#### Records ####

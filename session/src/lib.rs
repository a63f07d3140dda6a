#![deny(
    unsafe_code,
    missing_docs,
    dead_code,
    unused_results,
    non_snake_case,
    unreachable_pub
)]

//! Fixed-step driver that wires the world and the systems together.
//!
//! A [`Session`] owns the authoritative [`World`] plus every system and runs
//! them in a fixed order once per call to [`Session::step`]:
//!
//! 1. `Tick` (clock, hazard expiry, goal update and field rebuild, effect and
//!    attack ageing, weapon cooldowns)
//! 2. spawning
//! 3. player movement
//! 4. steering
//! 5. separation
//! 6. combat
//! 7. pickup collection and level checks

use glam::Vec2;
use horde_survival_core::{Command, ConfigError, Event, GameConfig, GameMode, ProgressSnapshot};
use horde_survival_system_combat::{self as combat, Battlefield, Combat};
use horde_survival_system_progression::Progression;
use horde_survival_system_spawning::{self as spawning, Spawning};
use horde_survival_system_steering::{
    self as steering,
    separation::{self, Separation},
    Steering,
};
use horde_survival_world::{self as world, query, World};
use tracing::{debug, info};

/// Input sampled from the player for one step.
#[derive(Clone, Copy, Debug, Default, PartialEq)]
pub struct PlayerInput {
    /// Desired movement direction; zero keeps the player still.
    pub heading: Vec2,
    /// Requests a new run from the title or game-over screen.
    pub start: bool,
}

/// End-of-run figures reported to adapters.
#[derive(Clone, Copy, Debug, PartialEq, Eq)]
pub struct Summary {
    /// Mode the game is in.
    pub mode: GameMode,
    /// Score, experience, level, kills and elapsed ticks.
    pub progress: ProgressSnapshot,
    /// Remaining player health.
    pub health: i32,
    /// Living enemies.
    pub enemies: usize,
    /// Flow-field rebuilds performed during the run.
    pub rebuilds: u64,
}

/// World plus systems, advanced one fixed step at a time.
#[derive(Debug)]
pub struct Session {
    world: World,
    spawning: Spawning,
    steering: Steering,
    separation: Separation,
    combat: Combat,
    progression: Progression,
}

impl Session {
    /// Creates a session on the title screen with systems configured from `config`.
    ///
    /// # Errors
    ///
    /// Returns [`ConfigError::Invalid`] when `config` fails
    /// [`GameConfig::validate`].
    pub fn new(config: GameConfig) -> Result<Self, ConfigError> {
        config.validate()?;
        let spawning = Spawning::new(spawning::Config::new(
            config.spawning.probability,
            Vec2::from(config.spawning.center),
            Vec2::from(config.spawning.radii),
            config.spawning.seed,
            config.enemy.cap,
        ));
        let steering = Steering::new(steering::Config::new(config.enemy.deflection_stiffness));
        let separation = Separation::new(separation::Config::new(
            config.enemy.separation_stiffness,
            config.enemy.timestep,
        ));
        let combat = Combat::new(combat::Config::new(config.combat.hazard_damage_interval));

        Ok(Self {
            world: World::with_config(config),
            spawning,
            steering,
            separation,
            combat,
            progression: Progression::new(),
        })
    }

    /// Read-only access to the world for queries.
    #[must_use]
    pub fn world(&self) -> &World {
        &self.world
    }

    /// Figures describing the current run.
    #[must_use]
    pub fn summary(&self) -> Summary {
        Summary {
            mode: query::mode(&self.world),
            progress: query::progress(&self.world),
            health: query::player(&self.world).health,
            enemies: query::enemy_view(&self.world).len(),
            rebuilds: query::grid(&self.world).rebuilds(),
        }
    }

    /// Advances the session by one fixed step, appending every event the
    /// world emitted to `out_events`.
    ///
    /// Outside of gameplay the only effect of a step is starting a new run
    /// when `input.start` is set.
    pub fn step(&mut self, input: &PlayerInput, out_events: &mut Vec<Event>) {
        if query::mode(&self.world) != GameMode::Gameplay {
            if input.start {
                let mut events = Vec::new();
                world::apply(&mut self.world, Command::StartGame, &mut events);
                self.spawning
                    .handle(&events, query::mode(&self.world), 0, &mut Vec::new());
                out_events.extend(events);
            }
            return;
        }

        let mut tick_events = Vec::new();
        world::apply(&mut self.world, Command::Tick, &mut tick_events);
        out_events.extend(tick_events.iter().cloned());

        let mut commands = Vec::new();
        self.spawning.handle(
            &tick_events,
            query::mode(&self.world),
            query::enemy_view(&self.world).len(),
            &mut commands,
        );
        self.execute(&mut commands, out_events);

        if input.heading != Vec2::ZERO {
            commands.push(Command::MovePlayer {
                heading: input.heading,
            });
            self.execute(&mut commands, out_events);
        }

        self.steering.handle(
            &tick_events,
            &query::enemy_view(&self.world),
            query::flow_field(&self.world),
            query::player(&self.world).position,
            &mut commands,
        );
        self.execute(&mut commands, out_events);

        self.separation
            .handle(&tick_events, &query::enemy_view(&self.world), &mut commands);
        self.execute(&mut commands, out_events);

        {
            let player = query::player(&self.world);
            let enemies = query::enemy_view(&self.world);
            let attacks = query::attacks(&self.world);
            let weapons = query::weapons(&self.world);
            self.combat.handle(
                &tick_events,
                Battlefield {
                    player: &player,
                    enemies: &enemies,
                    attacks: &attacks,
                    weapons: &weapons,
                    field: query::flow_field(&self.world),
                },
                &mut commands,
            );
        }
        self.execute(&mut commands, out_events);

        self.settle_progression(tick_events, out_events);

        if query::mode(&self.world) == GameMode::GameOver {
            let summary = self.summary();
            info!(
                seconds = summary.progress.seconds_survived(),
                score = summary.progress.score,
                level = summary.progress.level,
                kills = summary.progress.kills,
                "run ended"
            );
        }
    }

    fn settle_progression(&mut self, tick_events: Vec<Event>, out_events: &mut Vec<Event>) {
        let mut pending = tick_events;
        loop {
            let mut commands = Vec::new();
            self.progression.handle(
                &pending,
                &query::player(&self.world),
                &query::pickups(&self.world),
                query::progress(&self.world),
                &mut commands,
            );
            if commands.is_empty() {
                break;
            }

            pending.clear();
            for command in commands {
                world::apply(&mut self.world, command, &mut pending);
            }
            out_events.extend(pending.iter().cloned());
        }
    }

    fn execute(&mut self, commands: &mut Vec<Command>, out_events: &mut Vec<Event>) {
        if !commands.is_empty() {
            debug!(count = commands.len(), "applying commands");
        }
        for command in commands.drain(..) {
            world::apply(&mut self.world, command, out_events);
        }
    }
}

####

_Your goal_
Please type the entries above out again exactly.

_Answer section_
filename session/src/lib.rs
repository a63f07d3140dda6a
#![deny(
    unsafe_code,
    missing_docs,
    dead_code,
    unused_results,
    non_snake_case,
    unreachable_pub
)]

//! Fixed-step driver that wires the world and the systems together.
//!
//! A [`Session`] owns the authoritative [`World`] plus every system and runs
//! them in a fixed order once per call to [`Session::step`]:
//!
//! 1. `Tick` (clock, hazard expiry, goal update and field rebuild, effect and
//!    attack ageing, weapon cooldowns)
//! 2. spawning
//! 3. player movement
//! 4. steering
//! 5. separation
//! 6. combat
//! 7. pickup collection and level checks

use glam::Vec2;
use horde_survival_core::{Command, ConfigError, Event, GameConfig, GameMode, ProgressSnapshot};
use horde_survival_system_combat::{self as combat, Battlefield, Combat};
use horde_survival_system_progression::Progression;
use horde_survival_system_spawning::{self as spawning, Spawning};
use horde_survival_system_steering::{
    self as steering,
    separation::{self, Separation},
    Steering,
};
use horde_survival_world::{self as world, query, World};
use tracing::{debug, info};

/// Input sampled from the player for one step.
#[derive(Clone, Copy, Debug, Default, PartialEq)]
pub struct PlayerInput {
    /// Desired movement direction; zero keeps the player still.
    pub heading: Vec2,
    /// Requests a new run from the title or game-over screen.
    pub start: bool,
}

/// End-of-run figures reported to adapters.
#[derive(Clone, Copy, Debug, PartialEq, Eq)]
pub struct Summary {
    /// Mode the game is in.
    pub mode: GameMode,
    /// Score, experience, level, kills and elapsed ticks.
    pub progress: ProgressSnapshot,
    /// Remaining player health.
    pub health: i32,
    /// Living enemies.
    pub enemies: usize,
    /// Flow-field rebuilds performed during the run.
    pub rebuilds: u64,
}

/// World plus systems, advanced one fixed step at a time.
#[derive(Debug)]
pub struct Session {
    world: World,
    spawning: Spawning,
    steering: Steering,
    separation: Separation,
    combat: Combat,
    progression: Progression,
}

impl Session {
    /// Creates a session on the title screen with systems configured from `config`.
    ///
    /// # Errors
    ///
    /// Returns [`ConfigError::Invalid`] when `config` fails
    /// [`GameConfig::validate`].
    pub fn new(config: GameConfig) -> Result<Self, ConfigError> {
        config.validate()?;
        let spawning = Spawning::new(spawning::Config::new(
            config.spawning.probability,
            Vec2::from(config.spawning.center),
            Vec2::from(config.spawning.radii),
            config.spawning.seed,
            config.enemy.cap,
        ));
        let steering = Steering::new(steering::Config::new(config.enemy.deflection_stiffness));
        let separation = Separation::new(separation::Config::new(
            config.enemy.separation_stiffness,
            config.enemy.timestep,
        ));
        let combat = Combat::new(combat::Config::new(config.combat.hazard_damage_interval));

        Ok(Self {
            world: World::with_config(config),
            spawning,
            steering,
            separation,
            combat,
            progression: Progression::new(),
        })
    }

    /// Read-only access to the world for queries.
    #[must_use]
    pub fn world(&self) -> &World {
        &self.world
    }

    /// Figures describing the current run.
    #[must_use]
    pub fn summary(&self) -> Summary {
        Summary {
            mode: query::mode(&self.world),
            progress: query::progress(&self.world),
            health: query::player(&self.world).health,
            enemies: query::enemy_view(&self.world).len(),
            rebuilds: query::grid(&self.world).rebuilds(),
        }
    }

    /// Advances the session by one fixed step, appending every event the
    /// world emitted to `out_events`.
    ///
    /// Outside of gameplay the only effect of a step is starting a new run
    /// when `input.start` is set.
    pub fn step(&mut self, input: &PlayerInput, out_events: &mut Vec<Event>) {
        if query::mode(&self.world) != GameMode::Gameplay {
            if input.start {
                let mut events = Vec::new();
                world::apply(&mut self.world, Command::StartGame, &mut events);
                self.spawning
                    .handle(&events, query::mode(&self.world), 0, &mut Vec::new());
                out_events.extend(events);
            }
            return;
        }

        let mut tick_events = Vec::new();
        world::apply(&mut self.world, Command::Tick, &mut tick_events);
        out_events.extend(tick_events.iter().cloned());

        let mut commands = Vec::new();
        self.spawning.handle(
            &tick_events,
            query::mode(&self.world),
            query::enemy_view(&self.world).len(),
            &mut commands,
        );
        self.execute(&mut commands, out_events);

        if input.heading != Vec2::ZERO {
            commands.push(Command::MovePlayer {
                heading: input.heading,
            });
            self.execute(&mut commands, out_events);
        }

        self.steering.handle(
            &tick_events,
            &query::enemy_view(&self.world),
            query::flow_field(&self.world),
            query::player(&self.world).position,
            &mut commands,
        );
        self.execute(&mut commands, out_events);

        self.separation
            .handle(&tick_events, &query::enemy_view(&self.world), &mut commands);
        self.execute(&mut commands, out_events);

        {
            let player = query::player(&self.world);
            let enemies = query::enemy_view(&self.world);
            let attacks = query::attacks(&self.world);
            let weapons = query::weapons(&self.world);
            self.combat.handle(
                &tick_events,
                Battlefield {
                    player: &player,
                    enemies: &enemies,
                    attacks: &attacks,
                    weapons: &weapons,
                    field: query::flow_field(&self.world),
                },
                &mut commands,
            );
        }
        self.execute(&mut commands, out_events);

        self.settle_progression(tick_events, out_events);

        if query::mode(&self.world) == GameMode::GameOver {
            let summary = self.summary();
            info!(
                seconds = summary.progress.seconds_survived(),
                score = summary.progress.score,
                level = summary.progress.level,
                kills = summary.progress.kills,
                "run ended"
            );
        }
    }

    fn settle_progression(&mut self, tick_events: Vec<Event>, out_events: &mut Vec<Event>) {
        let mut pending = tick_events;
        loop {
            let mut commands = Vec::new();
            self.progression.handle(
                &pending,
                &query::player(&self.world),
                &query::pickups(&self.world),
                query::progress(&self.world),
                &mut commands,
            );
            if commands.is_empty() {
                break;
            }

            pending.clear();
            for command in commands {
                world::apply(&mut self.world, command, &mut pending);
            }
            out_events.extend(pending.iter().cloned());
        }
    }

    fn execute(&mut self, commands: &mut Vec<Command>, out_events: &mut Vec<Event>) {
        if !commands.is_empty() {
            debug!(count = commands.len(), "applying commands");
        }
        for command in commands.drain(..) {
            world::apply(&mut self.world, command, out_events);
        }
    }
}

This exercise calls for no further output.